Emery Rubagenga, the honorary consul of Rwanda to Barbados, noted that many challenges that might currently constitute a barrier to the development of the Barbados-Rwanda relationship should actually be perceived as opportunities that should be explored in-depth.

For instance, the absence of an airline connecting the African continent and the Caribbean region is a good example. The signature of an Air Services Agreement is already a good step in the right direction.

“The relationship between Barbados and Rwanda is driven by both leaders, they are very committed to having strong diplomatic ties established, enabling business or even investment strategic partnerships.
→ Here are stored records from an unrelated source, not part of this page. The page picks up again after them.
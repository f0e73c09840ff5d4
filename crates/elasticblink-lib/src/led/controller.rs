//! Broadcast color commands to every attached indicator.

use crate::device::{DeviceBackend, DeviceError, IndicatorDevice, Result};

use super::Color;

/// Result of one command on one device.
#[derive(Debug)]
pub struct DeviceOutcome {
    pub serial: String,
    pub result: Result<()>,
}

/// Per-device outcomes of a broadcast command.
///
/// Failures have already been logged. Callers that want fail-fast semantics
/// use [`Broadcast::into_result`].
#[derive(Debug, Default)]
pub struct Broadcast {
    pub outcomes: Vec<DeviceOutcome>,
}

impl Broadcast {
    /// Number of devices the command reached.
    pub fn succeeded(&self) -> usize {
        self.outcomes.iter().filter(|o| o.result.is_ok()).count()
    }

    pub fn failures(&self) -> impl Iterator<Item = &DeviceOutcome> {
        self.outcomes.iter().filter(|o| o.result.is_err())
    }

    /// True if no device was attached.
    pub fn is_empty(&self) -> bool {
        self.outcomes.is_empty()
    }

    /// Fail on the first device error, otherwise return the device count.
    pub fn into_result(self) -> Result<usize> {
        let count = self.outcomes.len();
        for outcome in self.outcomes {
            outcome.result?;
        }
        Ok(count)
    }
}

/// Issues color and power commands to every attached device.
///
/// The device set is enumerated afresh for each command.
#[derive(Debug, Clone, Default)]
pub struct DeviceController<B> {
    backend: B,
}

impl<B: DeviceBackend> DeviceController<B> {
    pub fn new(backend: B) -> Self {
        Self { backend }
    }

    /// Set every attached device to `color`. Device failures are logged and skipped.
    pub fn set_color(&self, color: Color) -> std::result::Result<Broadcast, DeviceError> {
        self.broadcast(|dev| dev.set_color(color), |serial| {
            log::debug!("indicator {serial} turned on with color {color}");
        })
    }

    /// Turn every attached device off.
    pub fn power_off(&self) -> std::result::Result<Broadcast, DeviceError> {
        self.broadcast(|dev| dev.turn_off(), |serial| {
            log::debug!("indicator {serial} turned off");
        })
    }

    fn broadcast(
        &self,
        command: impl Fn(&B::Device) -> Result<()>,
        on_success: impl Fn(&str),
    ) -> std::result::Result<Broadcast, DeviceError> {
        let devices = self.backend.find_all()?;
        let outcomes = devices
            .iter()
            .map(|dev| {
                let result = command(dev);
                match &result {
                    Ok(()) => on_success(dev.serial()),
                    Err(e) => log::warn!("indicator {}: {e}", dev.serial()),
                }
                DeviceOutcome {
                    serial: dev.serial().to_string(),
                    result,
                }
            })
            .collect();
        Ok(Broadcast { outcomes })
    }
}

#[cfg(test)]
mod tests {
    use super::*;
    use crate::device::mock::MockBackend;

    #[test]
    fn set_color_reaches_every_device() {
        let backend = MockBackend::with_serials(&["A", "B"]);
        let ctl = DeviceController::new(backend.clone());
        let report = ctl.set_color(Color::YELLOW).unwrap();
        assert_eq!(report.succeeded(), 2);
        assert_eq!(backend.color_of("A"), Some(Color::YELLOW));
        assert_eq!(backend.color_of("B"), Some(Color::YELLOW));
    }

    #[test]
    fn failing_device_does_not_abort_batch() {
        let backend = MockBackend::with_serials(&["A", "B", "C"]);
        backend.set_failing("B", true);
        let ctl = DeviceController::new(backend.clone());

        let report = ctl.set_color(Color::RED).unwrap();
        assert_eq!(report.outcomes.len(), 3);
        assert_eq!(report.succeeded(), 2);
        let failed: Vec<_> = report.failures().map(|o| o.serial.as_str()).collect();
        assert_eq!(failed, vec!["B"]);
        assert_eq!(backend.color_of("C"), Some(Color::RED));
    }

    #[test]
    fn into_result_is_fail_fast() {
        let backend = MockBackend::with_serials(&["A", "B"]);
        backend.set_failing("A", true);
        let ctl = DeviceController::new(backend.clone());
        let err = ctl.set_color(Color::RED).unwrap().into_result().unwrap_err();
        assert!(matches!(err, DeviceError::CommandFailed(_)));
    }

    #[test]
    fn into_result_counts_devices() {
        let ctl = DeviceController::new(MockBackend::with_serials(&["A", "B"]));
        assert_eq!(ctl.power_off().unwrap().into_result().unwrap(), 2);
    }

    #[test]
    fn set_color_twice_equals_once() {
        let once = MockBackend::new();
        DeviceController::new(once.clone())
            .set_color(Color::BLUE)
            .unwrap();

        let twice = MockBackend::new();
        let ctl = DeviceController::new(twice.clone());
        ctl.set_color(Color::BLUE).unwrap();
        ctl.set_color(Color::BLUE).unwrap();

        assert_eq!(once.color_of("MOCK0001"), twice.color_of("MOCK0001"));
        assert_eq!(twice.color_of("MOCK0001"), Some(Color::BLUE));
    }

    #[test]
    fn power_off_outputs_zero() {
        let backend = MockBackend::with_serials(&["A", "B"]);
        let ctl = DeviceController::new(backend.clone());
        ctl.set_color(Color::WHITE).unwrap();
        ctl.power_off().unwrap();
        assert_eq!(backend.color_of("A"), Some(Color::OFF));
        assert_eq!(backend.color_of("B"), Some(Color::OFF));
    }

    #[test]
    fn no_devices_is_empty_broadcast() {
        let ctl = DeviceController::new(MockBackend::default());
        let report = ctl.set_color(Color::RED).unwrap();
        assert!(report.is_empty());
    }

    #[test]
    fn devices_re_enumerated_per_command() {
        let backend = MockBackend::with_serials(&["A"]);
        let ctl = DeviceController::new(backend.clone());
        ctl.set_color(Color::RED).unwrap();
        backend.plug("B");
        ctl.set_color(Color::GREEN).unwrap();
        assert_eq!(backend.colors_for("B"), vec![Color::GREEN]);
        assert_eq!(backend.bus.borrow().enumerations, 2);
    }

    #[test]
    fn enumeration_failure_propagates() {
        let backend = MockBackend::new();
        backend.bus.borrow_mut().fail_enumeration = true;
        let ctl = DeviceController::new(backend);
        assert!(matches!(
            ctl.power_off(),
            Err(DeviceError::EnumerationFailed(_))
        ));
    }
}
#[cfg(test)]
mod tests {
    use super::*;
    use crate::config::ElasticCredentials;
    use std::io::{Read, Write};
    use std::net::TcpListener;
    use std::sync::mpsc;
    use std::time::Duration;

    const CAT_HEALTH: &str = r#"[
        {"epoch":"1700000000","timestamp":"12:00:00","cluster":"prod","status":"green",
         "node.total":"3","node.data":"3","shards":"10","pri":"5","relo":"0","init":"0",
         "unassign":"0","pending_tasks":"0","max_task_wait_time":"-","active_shards_percent":"100.0%"}
    ]"#;

    fn config_for(port: u16) -> Config {
        Config {
            cluster_name: Some("prod".into()),
            elastic_credentials: Some(ElasticCredentials {
                protocol: "http".into(),
                host: "127.0.0.1".into(),
                port: port.to_string(),
                user: "elastic".into(),
                pass: "secret".into(),
            }),
            request_timeout_seconds: Some(5),
            ..Config::default()
        }
    }

    /// Serve a single canned HTTP response on localhost. The raw request is
    /// sent back through the returned channel.
    fn serve_once(status: &str, body: &str) -> (u16, mpsc::Receiver<String>) {
        let listener = TcpListener::bind("127.0.0.1:0").unwrap();
        let port = listener.local_addr().unwrap().port();
        let response = format!(
            "HTTP/1.1 {status}\r\nContent-Type: application/json\r\nContent-Length: {}\r\nConnection: close\r\n\r\n{body}",
            body.len()
        );
        let (tx, rx) = mpsc::channel();
        std::thread::spawn(move || {
            if let Ok((mut stream, _)) = listener.accept() {
                let mut request = Vec::new();
                let mut buf = [0u8; 4096];
                while !request.windows(4).any(|w| w == b"\r\n\r\n") {
                    match stream.read(&mut buf) {
                        Ok(0) | Err(_) => break,
                        Ok(n) => request.extend_from_slice(&buf[..n]),
                    }
                }
                let _ = stream.write_all(response.as_bytes());
                let _ = tx.send(String::from_utf8_lossy(&request).to_string());
            }
        });
        (port, rx)
    }

    fn closed_port() -> u16 {
        let listener = TcpListener::bind("127.0.0.1:0").unwrap();
        listener.local_addr().unwrap().port()
    }

    // ── parsing ──

    #[test]
    fn parse_cat_health_rows() {
        let records = parse_cat_health(CAT_HEALTH).unwrap();
        assert_eq!(records.len(), 1);
        assert_eq!(records[0].cluster, "prod");
        assert_eq!(records[0].status, "green");
        assert_eq!(records[0].node_total.as_deref(), Some("3"));
        assert_eq!(records[0].active_shards_percent.as_deref(), Some("100.0%"));
    }

    #[test]
    fn parse_empty_array() {
        assert!(parse_cat_health("[]").unwrap().is_empty());
    }

    #[test]
    fn parse_malformed_body() {
        assert!(matches!(
            parse_cat_health("<html>oops</html>"),
            Err(HealthError::Malformed(_))
        ));
        assert!(matches!(
            parse_cat_health(r#"{"error": "x"}"#),
            Err(HealthError::Malformed(_))
        ));
    }

    #[test]
    fn find_cluster_last_match_wins() {
        let records = vec![
            HealthRecord::new("prod", "green"),
            HealthRecord::new("dev", "red"),
            HealthRecord::new("prod", "yellow"),
        ];
        assert_eq!(find_cluster(&records, "prod").unwrap().status, "yellow");
        assert_eq!(find_cluster(&records, "dev").unwrap().status, "red");
        assert!(find_cluster(&records, "qa").is_none());
    }

    // ── connect ──

    #[test]
    fn connect_without_credentials_is_none() {
        let config = Config {
            cluster_name: Some("prod".into()),
            ..Config::default()
        };
        assert!(connect(&config).unwrap().is_none());
    }

    #[test]
    fn connect_builds_base_url() {
        let client = connect(&config_for(9200)).unwrap().unwrap();
        assert_eq!(client.base_url().as_str(), "http://127.0.0.1:9200/");
    }

    #[test]
    fn connect_rejects_invalid_url() {
        let mut config = config_for(9200);
        if let Some(creds) = config.elastic_credentials.as_mut() {
            creds.port = "not-a-port".into();
        }
        assert!(matches!(
            connect(&config),
            Err(HealthError::InvalidEndpoint(_))
        ));
    }

    // ── HTTP ──

    #[test]
    fn fetch_sends_authenticated_cat_request() {
        let (port, requests) = serve_once("200 OK", CAT_HEALTH);
        let client = connect(&config_for(port)).unwrap().unwrap();

        let records = client.fetch_cluster_health().unwrap();
        assert_eq!(records, parse_cat_health(CAT_HEALTH).unwrap());

        let request = requests.recv_timeout(Duration::from_secs(5)).unwrap();
        assert!(
            request.starts_with("GET /_cat/health?format=json "),
            "got: {request}"
        );
        assert!(
            request.to_lowercase().contains("authorization: basic"),
            "got: {request}"
        );
    }

    #[test]
    fn fetch_non_success_status() {
        let (port, _requests) = serve_once("401 Unauthorized", "{}");
        let client = connect(&config_for(port)).unwrap().unwrap();
        assert_eq!(client.fetch_cluster_health(), Err(HealthError::Status(401)));
    }

    #[test]
    fn fetch_malformed_body() {
        let (port, _requests) = serve_once("200 OK", "not json");
        let client = connect(&config_for(port)).unwrap().unwrap();
        assert!(matches!(
            client.fetch_cluster_health(),
            Err(HealthError::Malformed(_))
        ));
    }

    #[test]
    fn fetch_unreachable() {
        let client = connect(&config_for(closed_port())).unwrap().unwrap();
        assert!(matches!(
            client.fetch_cluster_health(),
            Err(HealthError::Unreachable(_))
        ));
    }

    #[test]
    fn ping_success_and_failure() {
        let (port, requests) = serve_once("200 OK", "");
        let client = connect(&config_for(port)).unwrap().unwrap();
        assert!(client.ping());
        let request = requests.recv_timeout(Duration::from_secs(5)).unwrap();
        assert!(request.starts_with("HEAD / "), "got: {request}");

        let client = connect(&config_for(closed_port())).unwrap().unwrap();
        assert!(!client.ping());
    }

    #[test]
    fn ping_non_success_status_is_false() {
        let (port, _requests) = serve_once("503 Service Unavailable", "");
        let client = connect(&config_for(port)).unwrap().unwrap();
        assert!(!client.ping());
    }

    // ── mock ──

    #[test]
    fn mock_connector_mirrors_disabled_monitoring() {
        let connector = mock::MockConnector::new(vec![HealthRecord::new("prod", "green")]);
        let disabled = Config {
            cluster_name: Some("prod".into()),
            ..Config::default()
        };
        assert!(connector.connect(&disabled).unwrap().is_none());
        let client = connector.connect(&config_for(1)).unwrap().unwrap();
        assert_eq!(client.fetch_cluster_health().unwrap().len(), 1);
        assert_eq!(connector.fetches(), 1);
    }

    #[test]
    fn mock_connector_connect_error() {
        let connector = mock::MockConnector::new(vec![]);
        connector.set_connect_error(Some(HealthError::InvalidEndpoint("bad".into())));
        assert!(matches!(
            connector.connect(&config_for(1)),
            Err(HealthError::InvalidEndpoint(_))
        ));
        connector.set_connect_error(None);
        assert!(connector.connect(&config_for(1)).unwrap().is_some());
    }
}
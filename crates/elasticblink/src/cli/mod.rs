//! Process wiring: real device backend, real health connector, real sleeper.

mod monitor;

use std::path::PathBuf;

pub(super) use elasticblink_lib::error::Result;
pub(super) use elasticblink_lib::monitor::ShutdownFlag;

/// Settings taken from the command line.
pub struct MonitorOptions {
    pub config_path: PathBuf,
    pub self_test: bool,
}

pub fn run(options: MonitorOptions, shutdown: ShutdownFlag) -> Result<()> {
    monitor::cmd_monitor(options, shutdown)
}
Our mission is to be a bridge to enable business and investment exchange to happen,” he added.

When the Prime Minister of Barbados, Mia Amor Mottley, was last in Rwanda, both countries signed an air service agreement that would enable the goal of having an airline that connects the African continent with the Caribbean region.

Frank Gisha, Director General of Rwanda Chamber of Tourism, said this upcoming business forum presents investment opportunities in tourism as an important pillar of income-generation to the country.

In addition, there will be business-business exchange, joint sales promotion, and capacity-building for business players in this sector, he said.

“Bilateral trade ties between both countries is an absolute necessity. It’s more of complementarity than competition.”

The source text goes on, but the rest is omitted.